After the birds, we toured Prince’s Paisley Park. I have zero pictures because the security there was no joke, but it was AWESOME. And I by no means would consider myself an avid Prince fan. Totally, absolutely, worth the money for the tour. I guess I can’t make that claim though since my parents picked up the tab for that one. Thanks Mom and Dad!
My parents also got to witness the juggling act that is occurs when we do dog-unfriendly activities with Lucy. We were lucky that the day was cooler to begin with. We used a parking garage when we toured the raptor center so no worries there, but Paisley Park visitor parking was all in the direct sun and my heart sank as soon as we pulled in. After an awkward discussion with a bunch of tall men in suits, headsets, and sunglasses that we had our dog and we needed well-shaded parking for her, they were able to make room for our truck in the shaded employee lot. Thanks, big burly security men of Paisley Park!

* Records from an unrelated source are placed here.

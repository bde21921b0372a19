//! Conversations and messages.

use std::fmt::Debug;

use log::*;

use crate::{
    api::chat_objects::{ChatDetail, ChatSummary},
    db_types::{Chat, Message},
    events::{EventProducers, NewMessageEvent},
    traits::{ChatApiError, ChatManagement},
};

/// The `ChatApi` manages the conversation around a product listing. Each chat belongs to one product and has
/// exactly two participants. Sending a message publishes a [`NewMessageEvent`] after the write commits, which is
/// how the real-time layer learns about it without this crate knowing the real-time layer exists.
pub struct ChatApi<B> {
    db: B,
    producers: EventProducers,
}

impl<B: Debug> Debug for ChatApi<B> {
    fn fmt(&self, f: &mut std::fmt::Formatter<'_>) -> std::fmt::Result {
        write!(f, "ChatApi ({:?})", self.db)
    }
}

impl<B> ChatApi<B>
where B: ChatManagement
{
    pub fn new(db: B, producers: EventProducers) -> Self {
        Self { db, producers }
    }

    /// Opens a conversation about a product, or returns the existing one. The boolean is true when a new chat
    /// was created.
    pub async fn create_chat(
        &self,
        product_id: i64,
        requester: i64,
        seller: i64,
    ) -> Result<(Chat, bool), ChatApiError> {
        let (chat, created) = self.db.create_chat(product_id, requester, seller).await?;
        if created {
            debug!("🔄️💬️ Chat #{} opened for product #{product_id} by user #{requester}", chat.id);
        }
        Ok((chat, created))
    }

    /// Fetches a full conversation, participant scoped.
    pub async fn chat_by_id(&self, chat_id: i64, user_id: i64) -> Result<Option<ChatDetail>, ChatApiError> {
        self.db.fetch_chat_by_id(chat_id, user_id).await
    }

    /// Fetches one page of the user's chats plus the total count.
    pub async fn chats_for_user(
        &self,
        user_id: i64,
        page: i64,
        limit: i64,
    ) -> Result<(Vec<ChatSummary>, i64), ChatApiError> {
        self.db.fetch_chats_for_user(user_id, page, limit).await
    }

    /// Appends a message to a chat and notifies subscribers.
    pub async fn send_message(&self, chat_id: i64, from: i64, text: &str) -> Result<Message, ChatApiError> {
        let message = self.db.send_message(chat_id, from, text).await?;
        debug!("🔄️💬️ Message #{} sent in chat #{chat_id} by user #{from}", message.id);
        self.call_new_message_hook(&message).await;
        Ok(message)
    }

    /// Fetches the message history of a chat, oldest first.
    pub async fn messages_for_chat(&self, chat_id: i64, user_id: i64) -> Result<Vec<Message>, ChatApiError> {
        self.db.fetch_messages(chat_id, user_id).await
    }

    async fn call_new_message_hook(&self, message: &Message) {
        for emitter in &self.producers.new_message_producer {
            debug!("🔄️💬️ Notifying new message hook subscribers");
            let event = NewMessageEvent::new(message.clone());
            emitter.publish_event(event).await;
        }
    }
}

Our last Minneapolis stop was the Sculpture Garden because I had this weird obsession with seeing the spoon and cherry statue in person. I’ve always loved it. Lucy even waded through the water until we realized the water was part of the sculpture and was not to be touched. Oops. She did find other ways to immerse herself in the art though.

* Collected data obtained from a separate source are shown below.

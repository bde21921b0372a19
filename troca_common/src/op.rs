#[macro_export]
macro_rules! op {
    (binary $for_struct:ident, $impl_trait:ident, $impl_fn:ident) => {
        impl $impl_trait for $for_struct {
            type Output = Self;
            fn $impl_fn(self, rhs: Self) -> Self::Output {
                Self(self.0.$impl_fn(rhs.0))
            }
        }
    };

    (inplace $for_struct:ident, $impl_trait:ident, $impl_fn:ident) => {
        impl $impl_trait for $for_struct {
            fn $impl_fn(&mut self, rhs: Self) {
                self.0.$impl_fn(rhs.0)
            }
        }
    };

    (unary $for_struct:ident, $impl_trait:ident, $impl_fn:ident) => {
        impl $impl_trait for $for_struct {
            type Output = Self;
            fn $impl_fn(self) -> Self::Output {
                Self(self.0.$impl_fn())
            }
        }
    };
}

Given our newfound adoration of the Great Lakes, we also did a day trip to Duluth to hang out on Lake Superior for one last day. And we picked a heck of a day to do it – the water was uncharacteristically rough and we got rained on randomly throughout the day. But it was still my favorite part of Minnesota. What a great town Duluth is.
I could have sat and watched the waves all day, but we did a couple of neat things. We toured the William A. Irvin, a retired ore boat, which was especially wonderful because my dad bought himself a student admission and my mom a senior admission. She was not pleased.
The highlight of the trip for my dad, which he so declared, was watching the cargo ships come in and out of the port. The Indiana Harbor, pictured below, was a thousand feet long. A thousand. A thousand!!!! I know the panorama photo I posted is kinda cheating because it distorts a bit to make the ship seem longer that it is, but it really was massive.
And here’s an extra bonus photo and animation of Clay and Lucy looking super cute.
And far too soon, it was time for my parents to head back home and us to move on to a new location. After one last stop…
…we parted ways and Clay and I headed north. And that’s how we found ourselves at the Scamp fiberglass travel trailer factory!
Our timing was perfect, as they had a bunch of finished models available to look at. We saw nearly every single floorplan for the 13′, the 16′ and the 5th wheels. We took a bunch of video and photos, and Clay will be doing a detailed post on our thoughts on the Scamp lineup soon.
We were completely done with fighting the campground crowds everywhere we went, so we decided to wrap up our time in Minnesota and keep moving west to get back into open federal land. And so we did!